The timing of that top output relative to the first or
any OOM kill of a process is not clear. After? Just
before? How long before? What it is like leading up
to the first kill is of interest.

Folks that deal with this are likely to want do know
if you got console messages ( or var/log/messages content)
such as:

pid 49735 (c++), uid 0, was killed: out of swap space

(Note: "out of swap space" can be a misnomer for having
low Free RAM for "too long" [vm.pageout_oom_seq based],
even with swap unused or little used.)

And: Were you also getting messages like:

swap_pager_getswapspace(4): failed

and/or:

swap_pager: out of swap space

(These indicate the "killed: out of swap space" is not
necessarily a misnomer relative to swap space, even if
low free RAM over a time drives the process kills.)

How about messages like:

swap_pager: indefinite wait buffer: bufobj: 0, blkno: 28139, size: 65536

or any I/O error reports or retry reports?

Notes:

Mark Johnston published a patch used for some investigations of
the OOM killing:

https://people.freebsd.org/~markj/patches/slow_swap.diff

But this is tied to the I/O swap latencies involved and if they
are driving some time frames. It just adds more reporting to
the console ( and /var/log/messages ). It is not a fix. IT may
not be likely to report much for your context.

vm.pageout_oom_seq controls the "how long is low free RAM
tolerated" (my hprasing), though the units are not directly
time. In various arm contexts with small boards going from
the default of 12 to 120 allowed things to complete or get
much farther. So:

sysctl vm.pageout_oom_seq=120

but 120 is not the limit: it is a C int parameter.
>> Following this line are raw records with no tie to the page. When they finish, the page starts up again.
//! Game lifecycle
//!
//! One `GameManager` is built at startup and owned by the main loop; there
//! is no global instance.

use super::input::{InputState, Key};

/// What the main loop should do after a frame
#[derive(Debug, Clone, Copy, PartialEq, Eq)]
pub enum GameControl {
    Continue,
    Quit,
}

pub struct GameManager {
    escape_exits_application: bool,
    running: bool,
    frame: u64,
}

impl GameManager {
    pub fn new(escape_exits_application: bool) -> Self {
        log::debug!("GameManager created (escape exits: {})", escape_exits_application);
        GameManager {
            escape_exits_application,
            running: true,
            frame: 0,
        }
    }

    /// Per-frame update
    pub fn update(&mut self, input: &impl InputState) -> GameControl {
        self.frame += 1;

        if self.escape_exits_application && input.is_key_held(Key::Escape) {
            log::info!("Escape held, quitting");
            self.running = false;
        }

        if self.running {
            GameControl::Continue
        } else {
            GameControl::Quit
        }
    }

    pub fn request_quit(&mut self) {
        self.running = false;
    }

    pub fn is_running(&self) -> bool {
        self.running
    }

    /// Frames updated so far
    pub fn frame(&self) -> u64 {
        self.frame
    }
}

#[cfg(test)]
mod tests {
    use super::*;
    use crate::game::KeySet;

    #[test]
    fn test_escape_quits_when_enabled() {
        let mut game = GameManager::new(true);
        let mut keys = KeySet::new();
        assert_eq!(game.update(&keys), GameControl::Continue);

        keys.press(Key::Escape);
        assert_eq!(game.update(&keys), GameControl::Quit);
        assert!(!game.is_running());
    }

    #[test]
    fn test_escape_ignored_when_disabled() {
        let mut game = GameManager::new(false);
        let mut keys = KeySet::new();
        keys.press(Key::Escape);

        assert_eq!(game.update(&keys), GameControl::Continue);
        assert!(game.is_running());
    }

    #[test]
    fn test_request_quit() {
        let mut game = GameManager::new(false);
        game.request_quit();
        assert_eq!(game.update(&KeySet::new()), GameControl::Quit);
        assert_eq!(game.frame(), 1);
    }
}
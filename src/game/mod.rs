// Game module - lifecycle and frame-loop support
//
// This module contains:
// - manager.rs: GameManager, the single lifecycle owner
// - input.rs: key state polled once per frame
// - scheduler.rs: run-once-after-delay tasks driven by the frame loop

pub mod input;
pub mod manager;
pub mod scheduler;

pub use input::{InputState, Key, KeySet};
pub use manager::{GameControl, GameManager};
pub use scheduler::Scheduler;
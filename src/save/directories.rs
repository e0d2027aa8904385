//! Well-known save directories
//!
//! Save files may only live under one of a fixed set of base directories.
//! The table is resolved once at startup from the platform's special
//! folders, or rooted under a single directory for tests and sandboxes.

use serde::{Deserialize, Serialize};
use std::collections::HashMap;
use std::path::{Path, PathBuf};

use super::types::SaveError;

#[derive(Debug, Clone, Copy, PartialEq, Eq, Hash, Serialize, Deserialize)]
pub enum SaveDirectory {
    /// Game data folder next to the executable
    DataPath,
    DocumentsDirectory,
    /// Per-user application data
    PersistentDataPath,
    /// Read-mostly assets shipped inside the data folder
    StreamingAssetsPath,
    TemporaryCachePath,
}

impl SaveDirectory {
    pub const ALL: [SaveDirectory; 5] = [
        SaveDirectory::DataPath,
        SaveDirectory::DocumentsDirectory,
        SaveDirectory::PersistentDataPath,
        SaveDirectory::StreamingAssetsPath,
        SaveDirectory::TemporaryCachePath,
    ];

    fn folder_name(self) -> &'static str {
        match self {
            SaveDirectory::DataPath => "data",
            SaveDirectory::DocumentsDirectory => "documents",
            SaveDirectory::PersistentDataPath => "persistent",
            SaveDirectory::StreamingAssetsPath => "streaming_assets",
            SaveDirectory::TemporaryCachePath => "temporary_cache",
        }
    }
}

/// Maps each `SaveDirectory` to a concrete path
#[derive(Debug, Clone)]
pub struct DirectoryTable {
    paths: HashMap<SaveDirectory, PathBuf>,
}

impl DirectoryTable {
    /// Resolves the platform directories for `app_name`
    ///
    /// Directories the platform can't provide are left out; using one later
    /// fails with `SaveError::DirectoryUnavailable`.
    pub fn resolve(app_name: &str) -> Self {
        let mut paths = HashMap::new();

        let data_path = std::env::current_exe()
            .ok()
            .and_then(|exe| exe.parent().map(Path::to_path_buf))
            .map(|dir| dir.join(format!("{}_Data", app_name)));

        if let Some(data_path) = data_path {
            paths.insert(
                SaveDirectory::StreamingAssetsPath,
                data_path.join("StreamingAssets"),
            );
            paths.insert(SaveDirectory::DataPath, data_path);
        }

        if let Some(documents) = dirs::document_dir().or_else(dirs::home_dir) {
            paths.insert(SaveDirectory::DocumentsDirectory, documents);
        }

        if let Some(data_dir) = dirs::data_dir() {
            paths.insert(SaveDirectory::PersistentDataPath, data_dir.join(app_name));
        }

        let cache = dirs::cache_dir().unwrap_or_else(std::env::temp_dir);
        paths.insert(SaveDirectory::TemporaryCachePath, cache.join(app_name));

        for (directory, path) in &paths {
            log::debug!("{:?} -> {}", directory, path.display());
        }

        DirectoryTable { paths }
    }

    /// Puts every directory in its own subfolder of `root`
    pub fn rooted_at(root: impl AsRef<Path>) -> Self {
        let root = root.as_ref();
        let paths = SaveDirectory::ALL
            .into_iter()
            .map(|directory| (directory, root.join(directory.folder_name())))
            .collect();

        DirectoryTable { paths }
    }

    pub fn get(&self, directory: SaveDirectory) -> Result<&Path, SaveError> {
        self.paths
            .get(&directory)
            .map(PathBuf::as_path)
            .ok_or(SaveError::DirectoryUnavailable(directory))
    }
}

#[cfg(test)]
mod tests {
    use super::*;

    #[test]
    fn test_rooted_table_covers_every_directory() {
        let table = DirectoryTable::rooted_at("/tmp/saves");
        for directory in SaveDirectory::ALL {
            let path = table.get(directory).unwrap();
            assert!(path.starts_with("/tmp/saves"));
        }
    }

    #[test]
    fn test_rooted_directories_are_distinct() {
        let table = DirectoryTable::rooted_at("/tmp/saves");
        let persistent = table.get(SaveDirectory::PersistentDataPath).unwrap();
        let cache = table.get(SaveDirectory::TemporaryCachePath).unwrap();
        assert_ne!(persistent, cache);
    }

    #[test]
    fn test_resolved_table_has_cache_dir() {
        let table = DirectoryTable::resolve("save_manager_test");
        let cache = table.get(SaveDirectory::TemporaryCachePath).unwrap();
        assert!(cache.ends_with("save_manager_test"));
    }

    #[test]
    fn test_missing_directory_is_error() {
        let table = DirectoryTable { paths: HashMap::new() };
        assert!(matches!(
            table.get(SaveDirectory::DataPath),
            Err(SaveError::DirectoryUnavailable(SaveDirectory::DataPath))
        ));
    }
}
I'll note that "low free RAM" is as FreeBSD classifies it,
whatever the details are.

Most of the arm examples have been small memory contexts
and many of them likely avoid ZFS and use UFS instead.
ZFS and its ARC and such an additional complicated
context to the type of issue. There are lots of reports
around of the ARC growing too big. I do not know the
status of -r336196 relative to ZFS/ARC memory management
or if more recent versions have improvements. (I do not
use ZFS normally.) I've seen messages making suggestions
for controlling the growth but I'm no ZFS expert.

Just to give an idea what is sufficient to build
devel/llvm60:

I will note that on a Pine64+ 2GB (so 2 GiBytes of RAM
in a aarch64 context with 4 cores, 1 HW-thread per core)
running -r337400, and using UFS on a USB drive and a
swap partition that drive too, I have built devel/llvm60
2 times via poudriere-devel: just one builder
allowed but it being allowed to use all 4 cores in
parallel, about 14.5 hr each time. (Different USB media
each time.) This did require the:

sysctl vm.pageout_oom_seq=120

Mark Johnston's slow_swap.diff patch code did not
report any I/O latency problems in the swap subsystem.

I've also built lang/gcc8 2 times, about 12.5 hrs
each time.

No ZFS, no ARC, no Chrome, no FireFox. Nothing else
major going on beyond the devel/llvm60 build (or, later,
the lang/gcc8 build) in each case.

===
Mark Millard
marklmi at yahoo.com
( dsl-only.net went
away in early 2018-Mar)